Defective herpes simplex virus type 1 vectors (HSV amplicons) have been used as vehicles for efficiently delivering foreign genes into non-dividing cells such as neutrons in vitro and in vivo. This system is useful for studying neuronal physiology and may have potential for human gene therapy of neuronal disorders. The preparation of infectious amplicon particles is normally achieved by transfecting amplicon plasmid DNA, which contains the HSV replication origin and packaging signal, into mammalian cell lines followed by infection of the cells with HSV helper virus. This allows for replication and packaging of both viral and amplicon plasmid DNA. To improve the packaging efficiency of amplicons, several parameters involved in the packaging process were investigated.
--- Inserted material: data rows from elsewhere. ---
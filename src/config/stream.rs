// ABOUTME: Event stream configuration.
// ABOUTME: Controls whether the push channel is used and its reconnect backoff.

use serde::Deserialize;
use std::time::Duration;

#[derive(Debug, Clone, Deserialize)]
pub struct StreamConfig {
    #[serde(default = "default_enabled")]
    pub enabled: bool,

    #[serde(default = "default_initial_backoff", with = "humantime_serde")]
    pub initial_backoff: Duration,

    #[serde(default = "default_max_backoff", with = "humantime_serde")]
    pub max_backoff: Duration,
}

impl Default for StreamConfig {
    fn default() -> Self {
        Self {
            enabled: default_enabled(),
            initial_backoff: default_initial_backoff(),
            max_backoff: default_max_backoff(),
        }
    }
}

fn default_enabled() -> bool {
    true
}

fn default_initial_backoff() -> Duration {
    Duration::from_secs(1)
}

fn default_max_backoff() -> Duration {
    Duration::from_secs(30)
}
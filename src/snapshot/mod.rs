// ABOUTME: Snapshot model: the canonical state of a tracked resource.
// ABOUTME: Read-only queries used by the poll cadence, reconciler, and presentation.

mod latest;
mod model;

pub use latest::{Timeline, latest};
pub use model::{Deploy, Resource, Rule, RuleDeploy, Snapshot};

use crate::status::{self, Lifecycle};
use crate::types::Environment;

impl Snapshot {
    /// Parse a snapshot from a JSON payload.
    pub fn from_json(json: &str) -> Result<Self, serde_json::Error> {
        serde_json::from_str(json)
    }

    /// The most recent deploy for this resource in `environment`.
    pub fn latest_deploy(&self, environment: &Environment) -> Option<&Deploy> {
        latest(&self.deploys, &self.resource.id, environment)
    }

    /// The most recent rule publication for this resource in `environment`.
    pub fn latest_rule_deploy(&self, environment: &Environment) -> Option<&RuleDeploy> {
        latest(&self.rule_deploys, &self.resource.id, environment)
    }

    pub fn has_live_deploy(&self, environment: &Environment) -> bool {
        self.deploys.iter().any(|d| {
            d.resource_id == self.resource.id && &d.environment == environment && d.status.is_live()
        })
    }

    pub fn has_live_rule_deploy(&self, environment: &Environment) -> bool {
        self.rule_deploys.iter().any(|d| {
            d.resource_id == self.resource.id && &d.environment == environment && d.status.is_live()
        })
    }

    /// Any work in flight for `environment`.
    pub fn has_live_activity(&self, environment: &Environment) -> bool {
        self.has_live_deploy(environment) || self.has_live_rule_deploy(environment)
    }

    pub fn is_provisioning(&self) -> bool {
        self.resource
            .status
            .as_deref()
            .is_some_and(status::is_provisioning)
    }

    /// Status strings outside the known vocabulary, deduplicated, in order
    /// of first appearance.
    pub fn unrecognized_statuses(&self) -> Vec<String> {
        let deploys = self
            .deploys
            .iter()
            .filter(|d| !d.status.is_recognized())
            .map(|d| d.status.as_str());
        let rule_deploys = self
            .rule_deploys
            .iter()
            .filter(|d| !d.status.is_recognized())
            .map(|d| d.status.as_str());

        let mut seen: Vec<String> = Vec::new();
        for raw in deploys.chain(rule_deploys) {
            if !seen.iter().any(|s| s == raw) {
                seen.push(raw.to_string());
            }
        }
        seen
    }
}
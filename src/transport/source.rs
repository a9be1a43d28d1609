// ABOUTME: The seam between the sync core and the status server.
// ABOUTME: Pull, push, and action submission behind one object-safe async trait.

use async_trait::async_trait;
use futures::Stream;
use std::pin::Pin;

use super::error::{FetchError, SubmitError, TransportError};
use super::sse::StreamEvent;
use crate::snapshot::Snapshot;
use crate::types::{ActionKind, Target};

/// Events from an open push stream. Ends (or yields a fatal error) when the
/// connection drops.
pub type EventStream = Pin<Box<dyn Stream<Item = Result<StreamEvent, TransportError>> + Send>>;

/// Server operations the sync core depends on.
#[async_trait]
pub trait StatusSource: Send + Sync + 'static {
    /// Fetch the current snapshot. Idempotent and side-effect free.
    async fn fetch(&self, target: &Target) -> Result<Snapshot, FetchError>;

    /// Open the push stream for `target`.
    async fn stream(&self, target: &Target) -> Result<EventStream, TransportError>;

    /// Submit a user action. `Ok` means the server accepted it.
    async fn submit(&self, target: &Target, kind: ActionKind) -> Result<(), SubmitError>;
}
// ABOUTME: Sync supervisor: owns the tracked resource's state and coordinates every channel.
// ABOUTME: Exports the actor handle, the session state machine, views, and sync errors.

mod actor;
mod error;
mod session;
mod view;

pub use actor::{SyncHandle, SyncSupervisor};
pub use error::{ActionError, SyncError, SyncErrorKind};
pub use session::{ChannelOutcome, FetchOutcome, Session};
pub use view::{SyncNotice, SyncPhase, SyncView};
// ABOUTME: Monotonic request tokens for discarding superseded fetch responses.
// ABOUTME: A response is applied only if no newer response has been applied already.

/// Identifies one fetch request. Later requests carry larger tokens.
#[derive(Debug, Clone, Copy, PartialEq, Eq, PartialOrd, Ord, Hash)]
pub struct RequestToken(u64);

impl RequestToken {
    pub fn value(&self) -> u64 {
        self.0
    }
}

/// Per-resource token issuer. Recreated on every identity change, so tokens
/// from a previous resource can never be accepted.
#[derive(Debug, Default)]
pub struct RequestSequencer {
    issued: u64,
    applied: u64,
}

impl RequestSequencer {
    pub fn new() -> Self {
        Self::default()
    }

    /// Token for a request about to be sent.
    pub fn issue(&mut self) -> RequestToken {
        self.issued += 1;
        RequestToken(self.issued)
    }

    /// Whether a response for `token` may still be applied.
    pub fn is_current(&self, token: RequestToken) -> bool {
        token.0 > self.applied
    }

    /// Claim `token` for application. Returns false if a newer response
    /// already won, in which case the caller must discard its result.
    pub fn accept(&mut self, token: RequestToken) -> bool {
        if !self.is_current(token) {
            return false;
        }
        self.applied = token.0;
        true
    }

    /// Invalidate every request issued so far, e.g. after a fresher
    /// snapshot arrived over the stream.
    pub fn supersede_all(&mut self) {
        self.applied = self.issued;
    }

    pub fn last_applied(&self) -> Option<RequestToken> {
        (self.applied > 0).then_some(RequestToken(self.applied))
    }
}
// ABOUTME: Sync supervisor actor: one task owning the session, driven by tokio::select!.
// ABOUTME: The cloneable SyncHandle sends commands and reads the published view.

use std::collections::BTreeMap;
use std::future::Future;
use std::sync::Arc;
use tokio::sync::{broadcast, mpsc, oneshot, watch};
use tokio::task::{JoinError, JoinSet};
use tokio::time::Instant;

use super::error::{ActionError, SyncError};
use super::session::{ChannelOutcome, FetchOutcome, Session};
use super::view::{SyncNotice, SyncPhase, SyncView};
use crate::config::Config;
use crate::error::{Error, Result};
use crate::reconcile::{Applied, RequestToken};
use crate::snapshot::Snapshot;
use crate::transport::{
    Backoff, ChannelEvent, FetchError, StatusSource, SubmitError, TransportChannel,
};
use crate::types::{ActionKind, Target};

const COMMAND_BUFFER: usize = 32;
const NOTICE_BUFFER: usize = 64;

type ActionReply = oneshot::Sender<std::result::Result<(), ActionError>>;
type FetchResult = (Target, RequestToken, std::result::Result<Snapshot, FetchError>);
type SubmitResult = (Target, ActionKind, std::result::Result<(), SubmitError>);

enum Command {
    Track {
        target: Target,
        done: oneshot::Sender<()>,
    },
    Untrack {
        done: oneshot::Sender<()>,
    },
    Submit {
        kind: ActionKind,
        reply: ActionReply,
    },
    Shutdown {
        done: oneshot::Sender<()>,
    },
}

/// Entry point for running status sync.
pub struct SyncSupervisor;

impl SyncSupervisor {
    /// Spawn the supervisor task. Must be called inside a tokio runtime.
    /// The task stops on [`SyncHandle::shutdown`] or when every handle is
    /// dropped.
    pub fn spawn(source: Arc<dyn StatusSource>, config: Config) -> SyncHandle {
        let (commands_tx, commands_rx) = mpsc::channel(COMMAND_BUFFER);
        let (view_tx, view_rx) = watch::channel(SyncView::default());
        let (notices, _) = broadcast::channel(NOTICE_BUFFER);

        let actor = Actor {
            source,
            config,
            view: view_tx,
            notices: notices.clone(),
            session: None,
            channel: None,
            channel_rx: None,
            fetches: JoinSet::new(),
            submissions: JoinSet::new(),
            replies: BTreeMap::new(),
        };
        tokio::spawn(actor.run(commands_rx));

        SyncHandle {
            commands: commands_tx,
            view: view_rx,
            notices,
        }
    }
}

/// Cloneable handle to a running supervisor.
#[derive(Clone)]
pub struct SyncHandle {
    commands: mpsc::Sender<Command>,
    view: watch::Receiver<SyncView>,
    notices: broadcast::Sender<SyncNotice>,
}

impl std::fmt::Debug for SyncHandle {
    fn fmt(&self, f: &mut std::fmt::Formatter<'_>) -> std::fmt::Result {
        f.debug_struct("SyncHandle")
            .field("stopped", &self.commands.is_closed())
            .finish()
    }
}

impl SyncHandle {
    /// Start tracking `target`. Tracking the current target again is a
    /// no-op; any other target replaces the current one entirely.
    pub async fn track(&self, target: Target) -> Result<()> {
        let (done, rx) = oneshot::channel();
        self.send(Command::Track { target, done }).await?;
        rx.await.map_err(|_| Error::SupervisorStopped)
    }

    /// Stop tracking and return to idle.
    pub async fn untrack(&self) -> Result<()> {
        let (done, rx) = oneshot::channel();
        self.send(Command::Untrack { done }).await?;
        rx.await.map_err(|_| Error::SupervisorStopped)
    }

    /// Submit a user action for the tracked resource. Resolves once the
    /// server accepted or rejected it; confirmation follows through the view.
    pub async fn submit(&self, kind: ActionKind) -> std::result::Result<(), ActionError> {
        let (reply, rx) = oneshot::channel();
        self.commands
            .send(Command::Submit { kind, reply })
            .await
            .map_err(|_| ActionError::Stopped)?;
        rx.await.map_err(|_| ActionError::Stopped)?
    }

    /// Current view.
    pub fn view(&self) -> SyncView {
        self.view.borrow().clone()
    }

    /// Receiver notified whenever the view changes.
    pub fn subscribe(&self) -> watch::Receiver<SyncView> {
        self.view.clone()
    }

    pub fn notices(&self) -> broadcast::Receiver<SyncNotice> {
        self.notices.subscribe()
    }

    /// Tear everything down and stop the supervisor task.
    pub async fn shutdown(self) -> Result<()> {
        let (done, rx) = oneshot::channel();
        self.send(Command::Shutdown { done }).await?;
        rx.await.map_err(|_| Error::SupervisorStopped)
    }

    async fn send(&self, command: Command) -> Result<()> {
        self.commands
            .send(command)
            .await
            .map_err(|_| Error::SupervisorStopped)
    }
}

struct Actor {
    source: Arc<dyn StatusSource>,
    config: Config,
    view: watch::Sender<SyncView>,
    notices: broadcast::Sender<SyncNotice>,
    session: Option<Session>,
    channel: Option<TransportChannel>,
    channel_rx: Option<mpsc::UnboundedReceiver<ChannelEvent>>,
    fetches: JoinSet<FetchResult>,
    submissions: JoinSet<SubmitResult>,
    replies: BTreeMap<ActionKind, ActionReply>,
}

impl Actor {
    async fn run(mut self, mut commands: mpsc::Receiver<Command>) {
        loop {
            let poll_at = self.session.as_ref().and_then(|s| s.scheduler().deadline());
            let expire_at = self.session.as_ref().and_then(Session::next_expiry);

            tokio::select! {
                biased;

                command = commands.recv() => match command {
                    Some(Command::Shutdown { done }) => {
                        self.teardown();
                        self.publish();
                        let _ = done.send(());
                        break;
                    }
                    Some(command) => self.handle_command(command),
                    None => {
                        self.teardown();
                        break;
                    }
                },
                event = next_channel_event(&mut self.channel_rx) => self.on_channel_event(event),
                Some(joined) = self.fetches.join_next(), if !self.fetches.is_empty() => {
                    self.on_fetch(joined);
                }
                Some(joined) = self.submissions.join_next(), if !self.submissions.is_empty() => {
                    self.on_submission(joined);
                }
                () = sleep_until(expire_at) => self.on_expiry(),
                () = sleep_until(poll_at) => self.on_poll_due(),
            }

            self.publish();
        }
        tracing::debug!("Sync supervisor stopped");
    }

    fn handle_command(&mut self, command: Command) {
        match command {
            Command::Track { target, done } => {
                self.track(target);
                let _ = done.send(());
            }
            Command::Untrack { done } => {
                self.teardown();
                let _ = done.send(());
            }
            Command::Submit { kind, reply } => self.submit(kind, reply),
            Command::Shutdown { done } => {
                let _ = done.send(());
            }
        }
    }

    fn track(&mut self, target: Target) {
        if self.session.as_ref().is_some_and(|s| s.target() == &target) {
            return;
        }

        self.teardown();
        tracing::debug!("Tracking {}", target);

        let mut session = Session::new(target.clone(), &self.config);
        let token = session.bootstrap(Instant::now());
        self.session = Some(session);
        self.spawn_fetch(target.clone(), token);

        if self.config.stream.enabled {
            let backoff = Backoff::from(&self.config.stream);
            let (channel, rx) = TransportChannel::open(Arc::clone(&self.source), target, backoff);
            self.channel = Some(channel);
            self.channel_rx = Some(rx);
        }
    }

    /// Release everything scoped to the current target before returning.
    fn teardown(&mut self) {
        if let Some(channel) = self.channel.take() {
            channel.close();
        }
        self.channel_rx = None;
        self.fetches.abort_all();
        self.fetches = JoinSet::new();
        self.submissions.abort_all();
        self.submissions = JoinSet::new();
        for (kind, reply) in std::mem::take(&mut self.replies) {
            let _ = reply.send(Err(ActionError::Cancelled(kind)));
        }
        if let Some(session) = self.session.take() {
            tracing::debug!("Stopped tracking {}", session.target());
        }
    }

    fn submit(&mut self, kind: ActionKind, reply: ActionReply) {
        let Some(session) = self.session.as_mut() else {
            let _ = reply.send(Err(ActionError::NotTracking));
            return;
        };
        if let Err(e) = session.begin_submit(kind) {
            let _ = reply.send(Err(e));
            return;
        }

        let target = session.target().clone();
        tracing::debug!("Submitting {} for {}", kind, target);
        let source = Arc::clone(&self.source);
        self.submissions.spawn(async move {
            let result = source.submit(&target, kind).await;
            (target, kind, result)
        });
        self.replies.insert(kind, reply);
    }

    fn spawn_fetch(&mut self, target: Target, token: RequestToken) {
        let source = Arc::clone(&self.source);
        self.fetches.spawn(async move {
            let result = source.fetch(&target).await;
            (target, token, result)
        });
    }

    fn on_fetch(&mut self, joined: std::result::Result<FetchResult, JoinError>) {
        let (target, token, result) = match joined {
            Ok(done) => done,
            Err(e) => {
                if !e.is_cancelled() {
                    tracing::error!("Fetch task failed: {}", e);
                }
                return;
            }
        };
        let Some(session) = self.session.as_mut() else {
            return;
        };
        if session.target() != &target {
            return;
        }

        // Report the first failure of a run, not every retry.
        let was_degraded = session.phase() == SyncPhase::Degraded;
        match session.on_fetch_result(token, result, Instant::now()) {
            FetchOutcome::Applied(applied) => self.on_applied(applied),
            FetchOutcome::Deleted => self.on_deleted(),
            FetchOutcome::Failed(e) if !was_degraded => self.notify_failure(SyncError::from(e)),
            FetchOutcome::Stale | FetchOutcome::Failed(_) | FetchOutcome::Mismatched(_) => {}
        }
    }

    fn on_submission(&mut self, joined: std::result::Result<SubmitResult, JoinError>) {
        let (target, kind, result) = match joined {
            Ok(done) => done,
            Err(e) => {
                if !e.is_cancelled() {
                    tracing::error!("Submission task failed: {}", e);
                }
                return;
            }
        };
        let Some(session) = self.session.as_mut() else {
            return;
        };
        if session.target() != &target {
            return;
        }

        let outcome = match session.on_submit_result(kind, result, Instant::now()) {
            Ok(Some(token)) => {
                self.spawn_fetch(target, token);
                Ok(())
            }
            Ok(None) => Ok(()),
            Err(ActionError::Rejected { kind, source }) => {
                self.notify_failure(SyncError::ActionSubmission {
                    action: kind,
                    source: source.clone(),
                });
                Err(ActionError::Rejected { kind, source })
            }
            Err(e) => Err(e),
        };

        if let Some(reply) = self.replies.remove(&kind) {
            let _ = reply.send(outcome);
        }
    }

    fn on_channel_event(&mut self, event: Option<ChannelEvent>) {
        let now = Instant::now();
        let Some(session) = self.session.as_mut() else {
            return;
        };

        let Some(event) = event else {
            // The channel task ended; polling covers for it from here on.
            self.channel = None;
            self.channel_rx = None;
            if let Some(token) = session.on_transport_lost(now) {
                let target = session.target().clone();
                self.spawn_fetch(target, token);
            }
            return;
        };

        match session.on_channel_event(event, now) {
            ChannelOutcome::Applied(applied) => self.on_applied(applied),
            ChannelOutcome::FetchNow(token) => {
                let target = session.target().clone();
                self.spawn_fetch(target, token);
            }
            ChannelOutcome::Dropped(e) => self.notify_failure(SyncError::from(e)),
            ChannelOutcome::Deleted => self.on_deleted(),
            ChannelOutcome::Mismatched(_) | ChannelOutcome::Nothing => {}
        }
    }

    fn on_applied(&mut self, applied: Applied) {
        for action in &applied.confirmed {
            tracing::debug!("{} confirmed for {}", action.kind, action.resource_id);
        }
        for status in applied.new_drift {
            self.notify_failure(SyncError::StatusVocabularyDrift { status });
        }
    }

    fn on_deleted(&mut self) {
        let Some(target) = self.session.as_ref().map(|s| s.target().clone()) else {
            return;
        };
        tracing::warn!("{} no longer exists, stopping sync", target);
        self.teardown();
        let _ = self.notices.send(SyncNotice::ResourceDeleted { target });
    }

    fn on_expiry(&mut self) {
        let Some(session) = self.session.as_mut() else {
            return;
        };
        for timeout in session.expire_actions(Instant::now()) {
            self.notify_failure(SyncError::ConfirmationTimeout {
                action: timeout.action.kind,
                waited: timeout.waited,
            });
        }
    }

    fn on_poll_due(&mut self) {
        let in_flight = self.fetches.len();
        let Some(session) = self.session.as_mut() else {
            return;
        };
        if let Some(token) = session.on_poll_due(Instant::now(), in_flight) {
            let target = session.target().clone();
            self.spawn_fetch(target, token);
        }
    }

    fn notify_failure(&self, error: SyncError) {
        let Some(target) = self.session.as_ref().map(|s| s.target().clone()) else {
            return;
        };
        // No subscribers is fine.
        let _ = self.notices.send(SyncNotice::Failure { target, error });
    }

    fn publish(&self) {
        let view = self.session.as_ref().map(Session::view).unwrap_or_default();
        self.view.send_if_modified(|current| {
            if *current == view {
                return false;
            }
            *current = view;
            true
        });
    }
}

async fn next_channel_event(
    rx: &mut Option<mpsc::UnboundedReceiver<ChannelEvent>>,
) -> Option<ChannelEvent> {
    match rx {
        Some(rx) => rx.recv().await,
        None => std::future::pending().await,
    }
}

fn sleep_until(deadline: Option<Instant>) -> impl Future<Output = ()> {
    async move {
        match deadline {
            Some(deadline) => tokio::time::sleep_until(deadline).await,
            None => std::future::pending().await,
        }
    }
}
By introducing the SV40 DNA replication origin into an amplicon plasmid and prereplicating it before HSV infection, it was demonstrated that the existing amount of amplicon DNA prior to infection in the cells is not a rate-limiting step during HSV packaging. In addition, it was shown that the yield of the packaged amplicon particles can be improved by: (1) using a relatively small amount of HSV helper virus up to multiplicity of infection (m.o.i.) equal to 0.1 at infection; (2) infecting with HSV helper virus at 2 or 3 days post-transfection; and (3) passaging the initial packaged amplicon stocks 1-2 times on fresh host cells.